SOURCE MATERIAL:

use serde::Deserialize;
use std::time::Duration;

/// User agent sent with every request: a current desktop browser identity
pub const BROWSER_USER_AGENT: &str = "Mozilla/5.0 (Windows NT 10.0; Win64; x64) AppleWebKit/537.36 (KHTML, like Gecko) Chrome/120.0.0.0 Safari/537.36";

/// Main configuration structure for Web-Scraper
#[derive(Debug, Clone, Default, Deserialize)]
pub struct Config {
    #[serde(default)]
    pub crawler: CrawlerConfig,
    #[serde(default)]
    pub output: OutputConfig,
}

/// Crawler behavior configuration
#[derive(Debug, Clone, Deserialize)]
#[serde(rename_all = "kebab-case", default)]
pub struct CrawlerConfig {
    /// Maximum link depth followed from the seed URL
    pub max_depth: u32,

    /// Maximum number of pages visited in one run
    pub max_pages: usize,

    /// Only follow links on the seed URL's host
    pub same_domain: bool,

    /// Consult robots.txt before fetching a page
    pub respect_robots: bool,

    /// Minimum time between requests to the same origin (seconds)
    pub rate_limit: f64,

    /// Page request timeout (seconds)
    pub timeout: u64,

    /// Image download timeout (seconds)
    pub asset_timeout: u64,

    /// Download images referenced by pages into `images/`
    pub download_images: bool,

    /// User-Agent header value
    pub user_agent: String,
}

impl Default for CrawlerConfig {
    fn default() -> Self {
        Self {
            max_depth: 2,
            max_pages: 50,
            same_domain: true,
            respect_robots: true,
            rate_limit: 0.5,
            timeout: 30,
            asset_timeout: 10,
            download_images: true,
            user_agent: BROWSER_USER_AGENT.to_string(),
        }
    }
}

impl CrawlerConfig {
    /// Minimum spacing between two requests to one origin
    pub fn rate_limit_interval(&self) -> Duration {
        Duration::from_secs_f64(self.rate_limit.max(0.0))
    }

    pub fn request_timeout(&self) -> Duration {
        Duration::from_secs(self.timeout)
    }

    pub fn asset_request_timeout(&self) -> Duration {
        Duration::from_secs(self.asset_timeout)
    }

    /// Product token used to select robots.txt groups (`Mozilla` for the default agent)
    pub fn robots_agent(&self) -> &str {
        self.user_agent
            .split(['/', ' '])
            .next()
            .filter(|token| !token.is_empty())
            .unwrap_or("*")
    }
}

/// Output configuration
#[derive(Debug, Clone, Default, Deserialize)]
#[serde(rename_all = "kebab-case", default)]
pub struct OutputConfig {
    /// Document representation written for each page
    pub format: OutputFormat,
}

/// Document representation written for each page
#[derive(Debug, Clone, Copy, Default, PartialEq, Eq, Hash, Deserialize, clap::ValueEnum)]
pub enum OutputFormat {
    /// Raw markup with localized image sources
    #[default]
    #[serde(rename = "html")]
    #[value(name = "html")]
    Html,

    /// Linearized text document
    #[serde(rename = "md", alias = "markdown")]
    #[value(name = "md", alias = "markdown")]
    Markdown,
}

impl OutputFormat {
    /// File extension (without dot) used for saved pages
    pub fn extension(&self) -> &'static str {
        match self {
            Self::Html => "html",
            Self::Markdown => "md",
        }
    }
}
use crate::config::types::{Config, CrawlerConfig};
use crate::ConfigError;
use url::Url;

/// Validates the entire configuration
pub fn validate(config: &Config) -> Result<(), ConfigError> {
    validate_crawler_config(&config.crawler)
}

/// Validates crawler configuration
fn validate_crawler_config(config: &CrawlerConfig) -> Result<(), ConfigError> {
    if config.max_pages < 1 {
        return Err(ConfigError::Validation(format!(
            "max_pages must be >= 1, got {}",
            config.max_pages
        )));
    }

    if !config.rate_limit.is_finite() || config.rate_limit < 0.0 {
        return Err(ConfigError::Validation(format!(
            "rate_limit must be a non-negative number of seconds, got {}",
            config.rate_limit
        )));
    }

    if config.timeout < 1 {
        return Err(ConfigError::Validation(format!(
            "timeout must be >= 1 second, got {}",
            config.timeout
        )));
    }

    if config.asset_timeout < 1 {
        return Err(ConfigError::Validation(format!(
            "asset_timeout must be >= 1 second, got {}",
            config.asset_timeout
        )));
    }

    if config.user_agent.trim().is_empty() {
        return Err(ConfigError::Validation(
            "user_agent cannot be empty".to_string(),
        ));
    }

    Ok(())
}

/// Validates the seed URL given on the command line
///
/// The seed must be an absolute http(s) URL with a host.
pub fn validate_seed_url(seed: &str) -> Result<Url, ConfigError> {
    let url = Url::parse(seed)
        .map_err(|e| ConfigError::InvalidUrl(format!("'{}': {}", seed, e)))?;

    if url.scheme() != "http" && url.scheme() != "https" {
        return Err(ConfigError::InvalidUrl(format!(
            "'{}' must use the http or https scheme",
            seed
        )));
    }

    if url.host_str().map_or(true, str::is_empty) {
        return Err(ConfigError::InvalidUrl(format!("'{}' has no host", seed)));
    }

    Ok(url)
}
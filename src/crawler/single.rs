//! Single-page mode: fetch one URL and save it to a chosen file

use crate::config::Config;
use crate::crawler::parser::PageRecord;
use crate::crawler::{build_http_client, fetch_url};
use crate::output::{write_page, AssetLocalizer, IMAGES_DIR};
use crate::render::{render_page, AssetMap};
use crate::ScrapeError;
use chrono::Local;
use std::path::{Path, PathBuf};
use url::Url;

/// Fetches one page and writes it to `output_path`
///
/// Images go to an `images/` directory next to the output file. There is no
/// robots.txt check and no rate limiting in this mode. A failed fetch is an
/// error; failed image downloads are only logged.
pub async fn scrape_single_page(
    config: &Config,
    url: &Url,
    output_path: &Path,
) -> Result<PathBuf, ScrapeError> {
    let client = build_http_client(&config.crawler)?;

    tracing::info!("Fetching {} ...", url);
    let page = fetch_url(&client, url.as_str())
        .await
        .into_result(url.as_str())?;
    let record = PageRecord::from_body(url.clone(), page.final_url, page.body);

    let assets = if config.crawler.download_images {
        let images_dir = output_path
            .parent()
            .unwrap_or_else(|| Path::new(""))
            .join(IMAGES_DIR);
        tracing::info!("Downloading images to {} ...", images_dir.display());

        let localizer = AssetLocalizer::new(
            client.clone(),
            images_dir,
            config.crawler.asset_request_timeout(),
        );
        let assets = localizer.localize_all(&record.assets, output_path).await;
        tracing::info!("Downloaded {} of {} images", assets.len(), record.assets.len());
        assets
    } else {
        AssetMap::new()
    };

    let rendered = render_page(config.output.format, &record, &assets, Local::now())?;

    tracing::info!("Saving to {} ...", output_path.display());
    write_page(output_path, &rendered).await?;

    Ok(output_path.to_path_buf())
}
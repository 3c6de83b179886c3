//! Web-Scraper main entry point
//!
//! This is the command-line interface for the Web-Scraper page harvester.

use anyhow::Context;
use clap::Parser;
use std::path::{Path, PathBuf};
use tracing_subscriber::EnvFilter;
use url::Url;
use web_scraper::config::{load_config_with_hash, validate, validate_seed_url, Config, OutputFormat};
use web_scraper::crawler::{crawl, scrape_single_page};
use web_scraper::output::print_statistics;
use web_scraper::url::output_base_name;

/// Web-Scraper: A polite single-site page harvester
///
/// Saves one page, or a whole site section breadth-first, as HTML with
/// localized images or as Markdown. The result path is printed to stdout;
/// progress and diagnostics go to stderr.
#[derive(Parser, Debug)]
#[command(name = "web-scraper")]
#[command(version = "1.0.0")]
#[command(about = "A polite single-site page harvester", long_about = None)]
struct Cli {
    /// URL to scrape (absolute http or https)
    #[arg(long)]
    url: String,

    /// Output format
    #[arg(short, long, value_enum)]
    format: Option<OutputFormat>,

    /// Output file (single page) or directory (recursive)
    #[arg(short, long, value_name = "PATH")]
    output: Option<PathBuf>,

    /// Request timeout in seconds
    #[arg(long, value_name = "SECS")]
    timeout: Option<u64>,

    /// Keep remote image references instead of downloading images
    #[arg(long)]
    no_download_images: bool,

    /// Follow links breadth-first from the seed URL
    #[arg(short, long)]
    recursive: bool,

    /// Maximum link depth from the seed (recursive mode)
    #[arg(long, value_name = "N")]
    max_depth: Option<u32>,

    /// Maximum number of pages to visit (recursive mode)
    #[arg(long, value_name = "N")]
    max_pages: Option<usize>,

    /// Only follow links on the seed's host (recursive mode)
    #[arg(long, overrides_with = "no_same_domain")]
    same_domain: bool,

    /// Follow links to any host (recursive mode)
    #[arg(long, overrides_with = "same_domain")]
    no_same_domain: bool,

    /// Ignore robots.txt (recursive mode)
    #[arg(long)]
    no_respect_robots: bool,

    /// Minimum seconds between requests to one origin (recursive mode)
    #[arg(long, value_name = "SECS")]
    rate_limit: Option<f64>,

    /// Path to TOML configuration file
    #[arg(short, long, value_name = "FILE")]
    config: Option<PathBuf>,

    /// Increase logging verbosity (-v, -vv, -vvv)
    #[arg(short, long, action = clap::ArgAction::Count)]
    verbose: u8,

    /// Suppress non-error output
    #[arg(short, long, conflicts_with = "verbose")]
    quiet: bool,
}

impl Cli {
    /// Loads the config file (if any), applies flag overrides, then validates once
    fn resolve_config(&self) -> anyhow::Result<Config> {
        let mut config = match &self.config {
            Some(path) => {
                tracing::info!("Loading configuration from: {}", path.display());
                let (config, hash) = load_config_with_hash(path).with_context(|| {
                    format!("Failed to load configuration from {}", path.display())
                })?;
                tracing::info!("Configuration loaded successfully (hash: {})", hash);
                config
            }
            None => Config::default(),
        };

        self.apply_overrides(&mut config);
        validate(&config).context("Invalid configuration")?;
        Ok(config)
    }

    /// Applies explicit flags on top of the file (or default) configuration
    fn apply_overrides(&self, config: &mut Config) {
        let crawler = &mut config.crawler;

        if let Some(format) = self.format {
            config.output.format = format;
        }
        if let Some(timeout) = self.timeout {
            crawler.timeout = timeout;
        }
        if self.no_download_images {
            crawler.download_images = false;
        }
        if let Some(max_depth) = self.max_depth {
            crawler.max_depth = max_depth;
        }
        if let Some(max_pages) = self.max_pages {
            crawler.max_pages = max_pages;
        }
        if self.same_domain {
            crawler.same_domain = true;
        }
        if self.no_same_domain {
            crawler.same_domain = false;
        }
        if self.no_respect_robots {
            crawler.respect_robots = false;
        }
        if let Some(rate_limit) = self.rate_limit {
            crawler.rate_limit = rate_limit;
        }
    }
}

#[tokio::main]
async fn main() -> anyhow::Result<()> {
    let cli = Cli::parse();

    // Setup logging based on verbosity
    setup_logging(cli.verbose, cli.quiet);

    let config = cli.resolve_config()?;
    let seed = validate_seed_url(&cli.url)?;

    if cli.recursive {
        handle_recursive(config, seed, cli.output.as_deref()).await
    } else {
        handle_single(config, seed, cli.output.as_deref()).await
    }
}

/// Sets up the logging/tracing subscriber based on verbosity level
///
/// Logs go to stderr so stdout carries only the result path.
fn setup_logging(verbose: u8, quiet: bool) {
    let filter = if quiet {
        // Only show errors
        EnvFilter::new("error")
    } else {
        match verbose {
            0 => EnvFilter::new("web_scraper=info,warn"),
            1 => EnvFilter::new("web_scraper=debug,info"),
            2 => EnvFilter::new("web_scraper=trace,debug"),
            _ => EnvFilter::new("trace"),
        }
    };

    tracing_subscriber::fmt()
        .with_env_filter(filter)
        .with_writer(std::io::stderr)
        .with_target(false)
        .with_thread_ids(false)
        .with_file(false)
        .init();
}

/// Handles single-page mode: one fetch, one output file
async fn handle_single(config: Config, seed: Url, output: Option<&Path>) -> anyhow::Result<()> {
    let output_path = match output {
        Some(path) => absolute(path)?,
        None => absolute(Path::new(&format!(
            "{}.{}",
            output_base_name(&seed),
            config.output.format.extension()
        )))?,
    };

    if let Some(parent) = output_path.parent() {
        std::fs::create_dir_all(parent)
            .with_context(|| format!("Cannot create output directory {}", parent.display()))?;
    }

    let saved = scrape_single_page(&config, &seed, &output_path)
        .await
        .with_context(|| format!("Failed to scrape {}", seed))?;

    tracing::info!("✓ Saved to {}", saved.display());
    println!("{}", saved.display());
    Ok(())
}

/// Handles recursive mode: breadth-first crawl into an output directory
///
/// Page failures are reported in the summary; the exit status stays zero.
async fn handle_recursive(config: Config, seed: Url, output: Option<&Path>) -> anyhow::Result<()> {
    let output_dir = match output {
        Some(path) => absolute(path)?,
        None => absolute(Path::new(&format!("{}-recursive", output_base_name(&seed))))?,
    };

    std::fs::create_dir_all(&output_dir)
        .with_context(|| format!("Cannot create output directory {}", output_dir.display()))?;

    let stats = crawl(config, seed, output_dir.clone())
        .await
        .context("Failed to start crawl")?;

    print_statistics(&stats, &output_dir);
    println!("{}", output_dir.display());
    Ok(())
}

/// Resolves a path against the current working directory
fn absolute(path: &Path) -> anyhow::Result<PathBuf> {
    if path.is_absolute() {
        return Ok(path.to_path_buf());
    }
    let cwd = std::env::current_dir().context("Cannot determine current directory")?;
    Ok(cwd.join(path))
}
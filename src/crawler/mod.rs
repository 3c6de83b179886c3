//! Crawler module for web page fetching and processing
//!
//! This module contains the core crawling logic, including:
//! - HTTP fetching
//! - HTML parsing and link/image extraction
//! - The breadth-first frontier and per-origin politeness
//! - Recursive and single-page orchestration

mod fetcher;
pub mod frontier;
pub mod parser;
pub mod politeness;
mod session;
mod single;

pub use fetcher::{build_http_client, fetch_url, FetchResult, FetchedPage};
pub use frontier::{CrawlTarget, Frontier};
pub use parser::{extract_assets, extract_links, extract_title, parse_document, PageRecord};
pub use politeness::PolitenessGate;
pub use session::CrawlSession;
pub use single::scrape_single_page;

use crate::config::Config;
use crate::output::RunStats;
use crate::ScrapeError;
use std::path::PathBuf;
use url::Url;

/// Runs a complete recursive crawl
///
/// This is the main entry point for recursive mode. It will:
/// 1. Build the HTTP client and session state
/// 2. Crawl breadth-first from the seed
/// 3. Save every page under `output_dir`
///
/// # Returns
///
/// * `Ok(RunStats)` - Crawl finished (individual pages may have failed)
/// * `Err(ScrapeError)` - The session could not be set up
pub async fn crawl(
    config: Config,
    seed: Url,
    output_dir: impl Into<PathBuf>,
) -> Result<RunStats, ScrapeError> {
    let mut session = CrawlSession::new(config, seed, output_dir)?;
    Ok(session.run().await)
}
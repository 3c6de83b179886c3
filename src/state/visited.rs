use std::collections::HashSet;

/// Normalized URLs fetched (or attempted) during one run
///
/// Append-only: there is no removal operation.
#[derive(Debug, Clone, Default)]
pub struct VisitedSet {
    urls: HashSet<String>,
}

impl VisitedSet {
    pub fn new() -> Self {
        Self::default()
    }

    /// Records a URL; returns false if it was already present
    pub fn insert(&mut self, url: impl Into<String>) -> bool {
        self.urls.insert(url.into())
    }

    pub fn contains(&self, url: &str) -> bool {
        self.urls.contains(url)
    }

    pub fn len(&self) -> usize {
        self.urls.len()
    }

    pub fn is_empty(&self) -> bool {
        self.urls.is_empty()
    }
}
//! URL handling module for Web-Scraper
//!
//! This module provides URL normalization, host/origin extraction, the crawl
//! admission filter, and output name generation.

mod domain;
mod filter;
mod naming;
mod normalize;

// Re-export main functions
pub use domain::{extract_host, origin_key};
pub use filter::{check_crawlable, is_crawlable, CrawlScope, Rejection};
pub use naming::{output_base_name, slug_for_url};
pub use normalize::normalize_url;

use crate::UrlError;
use url::Url;

/// Resolves a possibly relative reference against a base URL
///
/// Returns the absolute URL, or an error when the reference cannot be joined.
pub fn resolve(base: &Url, reference: &str) -> Result<Url, UrlError> {
    base.join(reference.trim())
        .map_err(|e| UrlError::Parse(format!("{}: {}", reference, e)))
}

/// Returns true for http and https URLs
pub fn is_http(url: &Url) -> bool {
    matches!(url.scheme(), "http" | "https")
}
//! HTML parser for extracting links, images and metadata
//!
//! This module turns a fetched body into a [`PageRecord`]:
//! - Page title
//! - Links to follow (from `<a>` and `<area>` tags)
//! - Image references to localize (from `<img>` tags)
//!
//! The parsed tree itself is not kept in the record. Renderers re-parse the
//! body, which keeps crawl futures free of the non-thread-safe DOM.

use crate::url::{is_http, normalize_url, resolve};
use scraper::node::Element;
use scraper::{Html, Selector};
use std::collections::HashSet;
use url::Url;

/// Everything the crawl needs from one fetched page
#[derive(Debug, Clone)]
pub struct PageRecord {
    /// URL the page was requested under
    pub url: Url,

    /// URL after redirects, used as the base for relative references
    pub base_url: Url,

    /// Page body, already decoded to text
    pub body: String,

    /// The page title (from <title> tag)
    pub title: Option<String>,

    /// Normalized absolute links, deduplicated, in document order
    pub links: Vec<String>,

    /// Absolute image URLs, deduplicated, in document order
    pub assets: Vec<Url>,
}

impl PageRecord {
    /// Parses a fetched body, extracting title, links and images
    pub fn from_body(url: Url, base_url: Url, body: String) -> Self {
        let document = parse_document(&body);

        let title = extract_title(&document);
        let links = extract_links(&document, &base_url);
        let assets = extract_assets(&document, &base_url);

        Self {
            url,
            base_url,
            body,
            title,
            links,
            assets,
        }
    }
}

/// Parses a page body into a document tree, tolerating malformed markup
pub fn parse_document(body: &str) -> Html {
    Html::parse_document(body)
}

/// Extracts the page title from the HTML document
pub fn extract_title(document: &Html) -> Option<String> {
    let title_selector = Selector::parse("title").ok()?;

    document
        .select(&title_selector)
        .next()
        .map(|element| element.text().collect::<String>().trim().to_string())
        .filter(|s| !s.is_empty())
}

/// Extracts every followable link from the document
///
/// # Link Extraction Rules
///
/// **Include:**
/// - `<a href="...">` and `<area href="...">` anywhere in the document
///
/// **Exclude:**
/// - `<a href="..." download>`
/// - `javascript:`, `mailto:`, `tel:` links
/// - Data URIs
/// - Fragment-only links
///
/// Returned links are absolute and normalized. Crawl admission (scope,
/// depth, extensions) is decided later by the frontier.
pub fn extract_links(document: &Html, base_url: &Url) -> Vec<String> {
    let mut seen = HashSet::new();
    let mut links = Vec::new();

    if let Ok(selector) = Selector::parse("a[href], area[href]") {
        for element in document.select(&selector) {
            if element.value().attr("download").is_some() {
                continue;
            }

            let resolved = element
                .value()
                .attr("href")
                .and_then(|href| resolve_link(href, base_url));

            if let Some(link) = resolved {
                if seen.insert(link.clone()) {
                    links.push(link);
                }
            }
        }
    }

    links
}

/// Resolves a link href to a normalized absolute URL
///
/// Returns None if the link should be excluded:
/// - javascript:, mailto:, tel: schemes
/// - data: URIs
/// - Invalid URLs
/// - Non-HTTP(S) URLs after resolution
fn resolve_link(href: &str, base_url: &Url) -> Option<String> {
    let href = href.trim();

    if href.is_empty() || href.starts_with('#') {
        return None;
    }

    let lower = href.to_ascii_lowercase();
    if lower.starts_with("javascript:")
        || lower.starts_with("mailto:")
        || lower.starts_with("tel:")
        || lower.starts_with("data:")
    {
        return None;
    }

    let absolute = resolve(base_url, href).ok()?;
    if !is_http(&absolute) {
        return None;
    }

    Some(normalize_url(absolute.as_str()))
}

/// Returns the source attribute an image actually displays
///
/// Lazy-loading pages put the real image in `data-src` and a placeholder in
/// `src`, so a non-empty `data-src` wins.
pub fn image_source(element: &Element) -> Option<&str> {
    ["data-src", "src"]
        .iter()
        .filter_map(|name| element.attr(name))
        .map(str::trim)
        .find(|value| !value.is_empty())
}

/// Extracts absolute http(s) image URLs in document order
///
/// Inline `data:` images and unresolvable sources are left out; they are
/// never downloaded.
pub fn extract_assets(document: &Html, base_url: &Url) -> Vec<Url> {
    let mut seen = HashSet::new();
    let mut assets = Vec::new();

    let Ok(selector) = Selector::parse("img") else {
        return assets;
    };

    for element in document.select(&selector) {
        let Some(source) = image_source(element.value()) else {
            continue;
        };

        match resolve(base_url, source) {
            Ok(absolute) if is_http(&absolute) => {
                if seen.insert(absolute.as_str().to_string()) {
                    assets.push(absolute);
                }
            }
            _ => continue,
        }
    }

    assets
}

#[cfg(test)]
mod tests {
    use super::*;

    fn base_url() -> Url {
        Url::parse("https://example.com/page").unwrap()
    }

    fn links(html: &str) -> Vec<String> {
        extract_links(&Html::parse_document(html), &base_url())
    }

    fn assets(html: &str) -> Vec<String> {
        extract_assets(&Html::parse_document(html), &base_url())
            .into_iter()
            .map(String::from)
            .collect()
    }

    #[test]
    fn test_extract_title() {
        let html = r#"<html><head><title>  Test Page  </title></head><body></body></html>"#;
        assert_eq!(
            extract_title(&Html::parse_document(html)),
            Some("Test Page".to_string())
        );
    }

    #[test]
    fn test_no_title() {
        let html = r#"<html><head></head><body></body></html>"#;
        assert_eq!(extract_title(&Html::parse_document(html)), None);
    }

    #[test]
    fn test_extract_relative_links_are_normalized() {
        let found = links(r##"<a href="/other/">A</a><a href="next#top">B</a>"##);
        assert_eq!(
            found,
            vec![
                "https://example.com/other".to_string(),
                "https://example.com/next".to_string(),
            ]
        );
    }

    #[test]
    fn test_duplicate_links_collapse() {
        let found = links(r##"<a href="/x">1</a><a href="/x/">2</a><a href="/x#frag">3</a>"##);
        assert_eq!(found, vec!["https://example.com/x".to_string()]);
    }

    #[test]
    fn test_area_links_are_followed() {
        let found = links(r#"<map><area href="/region" /></map>"#);
        assert_eq!(found, vec!["https://example.com/region".to_string()]);
    }

    #[test]
    fn test_skip_special_schemes() {
        let found = links(
            r##"
            <a href="javascript:void(0)">js</a>
            <a href="mailto:test@example.com">mail</a>
            <a href="tel:+1234567890">call</a>
            <a href="data:text/html,<h1>x</h1>">data</a>
            <a href="#section">jump</a>
            <a href="ftp://example.com/file">ftp</a>
            <a href="/valid">ok</a>
            "##,
        );
        assert_eq!(found, vec!["https://example.com/valid".to_string()]);
    }

    #[test]
    fn test_skip_download_link() {
        assert!(links(r#"<a href="/file.pdf" download>Download</a>"#).is_empty());
    }

    #[test]
    fn test_image_source_prefers_data_src() {
        let found = assets(r#"<img src="placeholder.gif" data-src="/real.png">"#);
        assert_eq!(found, vec!["https://example.com/real.png".to_string()]);
    }

    #[test]
    fn test_image_source_falls_back_to_src() {
        let found = assets(r#"<img data-src="" src="photo.jpg">"#);
        assert_eq!(found, vec!["https://example.com/photo.jpg".to_string()]);
    }

    #[test]
    fn test_assets_skip_inline_and_missing_sources() {
        let found = assets(
            r#"<img alt="none"><img src="data:image/png;base64,AAAA"><img src="//cdn.example.org/a.png">"#,
        );
        assert_eq!(found, vec!["https://cdn.example.org/a.png".to_string()]);
    }

    #[test]
    fn test_page_record_uses_base_url_for_resolution() {
        let record = PageRecord::from_body(
            Url::parse("https://example.com/old").unwrap(),
            Url::parse("https://example.com/new/dir/").unwrap(),
            r#"<title>T</title><a href="child">c</a><img src="i.png">"#.to_string(),
        );
        assert_eq!(record.title.as_deref(), Some("T"));
        assert_eq!(record.links, vec!["https://example.com/new/dir/child".to_string()]);
        assert_eq!(record.assets[0].as_str(), "https://example.com/new/dir/i.png");
    }

    #[test]
    fn test_parse_document_tolerates_malformed_markup() {
        let document = parse_document("<title>café</title><p>unclosed <b>bold");
        assert_eq!(extract_title(&document), Some("café".to_string()));
    }
}
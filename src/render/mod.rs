//! Page rendering
//!
//! Converts a fetched page into its saved form:
//! - Markup mode: the original markup with localized image sources
//! - Text mode: a linearized Markdown document with a metadata header

pub mod markup;
pub mod node;
pub mod text;

pub use markup::{render_markup, source_meta_tag};
pub use node::{ListKind, NodeKind};
pub use text::{markdown_header, render_markdown, tokenize, Token};

use crate::config::OutputFormat;
use crate::crawler::parser::{parse_document, PageRecord};
use crate::ScrapeError;
use chrono::{DateTime, Local};
use std::collections::HashMap;

/// Absolute image URL → path of the local copy, relative to the saved page
pub type AssetMap = HashMap<String, String>;

/// Renders a page in the requested output format
pub fn render_page(
    format: OutputFormat,
    record: &PageRecord,
    assets: &AssetMap,
    retrieved_at: DateTime<Local>,
) -> Result<String, ScrapeError> {
    match format {
        OutputFormat::Html => render_markup(&record.body, &record.url, &record.base_url, assets),
        OutputFormat::Markdown => {
            let document = parse_document(&record.body);
            Ok(render_markdown(
                &document,
                &record.url,
                &record.base_url,
                assets,
                retrieved_at,
            ))
        }
    }
}
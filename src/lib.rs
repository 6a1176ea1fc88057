//! # Topic History
//!
//! A "last received message per topic" cache for publish/subscribe
//! subscribers. Application code asks a [`Subscriber`] for the most recent
//! message on its topic instead of keeping its own callback state.
//!
//! ## Core Concepts
//!
//! - **Middleware**: whatever delivers messages; see [`Middleware`] and the
//!   in-process [`LocalBus`]
//! - **History**: one shared table of the latest [`MessageEvent`] per topic,
//!   fed by shadow subscriptions
//! - **Subscriber**: a subscription handle that can also answer
//!   `last_receive()` / `last_message()`
//! - **Context**: owns the history for the whole application
//!
//! ## Example
//!
//! ```ignore
//! use topic_history::{Context, LocalBus};
//!
//! let bus = LocalBus::new();
//! let context = Context::new(Arc::new(bus.clone()));
//!
//! let scan = context.subscribe_typed::<LaserScan, _>("/scan", 10, |scan| {
//!     // regular callback work
//! })?;
//!
//! bus.spin_once();
//!
//! if let Some(latest) = scan.last_message::<LaserScan>() {
//!     // use the most recent scan
//! }
//! ```

pub mod bus;
pub mod config;
pub mod context;
pub mod error;
pub mod event;
pub mod history;
pub mod message;
pub mod middleware;
pub mod subscriber;
pub mod types;

// Re-exports
pub use bus::{BusConfig, LocalBus, Publisher};
pub use config::HistoryConfig;
pub use context::Context;
pub use error::{HistoryError, Result};
pub use event::MessageEvent;
pub use history::{History, ShadowSubscription};
pub use message::{schema_hash, DynMessage, Message, PayloadEncoding, ANY_SCHEMA};
pub use middleware::{validate_topic, Callback, Middleware, Subscription, SubscriptionLink};
pub use subscriber::Subscriber;
pub use types::{Clock, ManualClock, SubscriptionId, SystemClock, Timestamp};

ABOUT THIS TASK: To answer, copy each line from the material above that has the word "PathBuf".

ANSWER BOX:
use std::path::{Path, PathBuf};
) -> Result<PathBuf, ScrapeError> {
use std::path::{Path, PathBuf};
    output: Option<PathBuf>,
    config: Option<PathBuf>,
fn absolute(path: &Path) -> anyhow::Result<PathBuf> {
use std::path::PathBuf;
    output_dir: impl Into<PathBuf>,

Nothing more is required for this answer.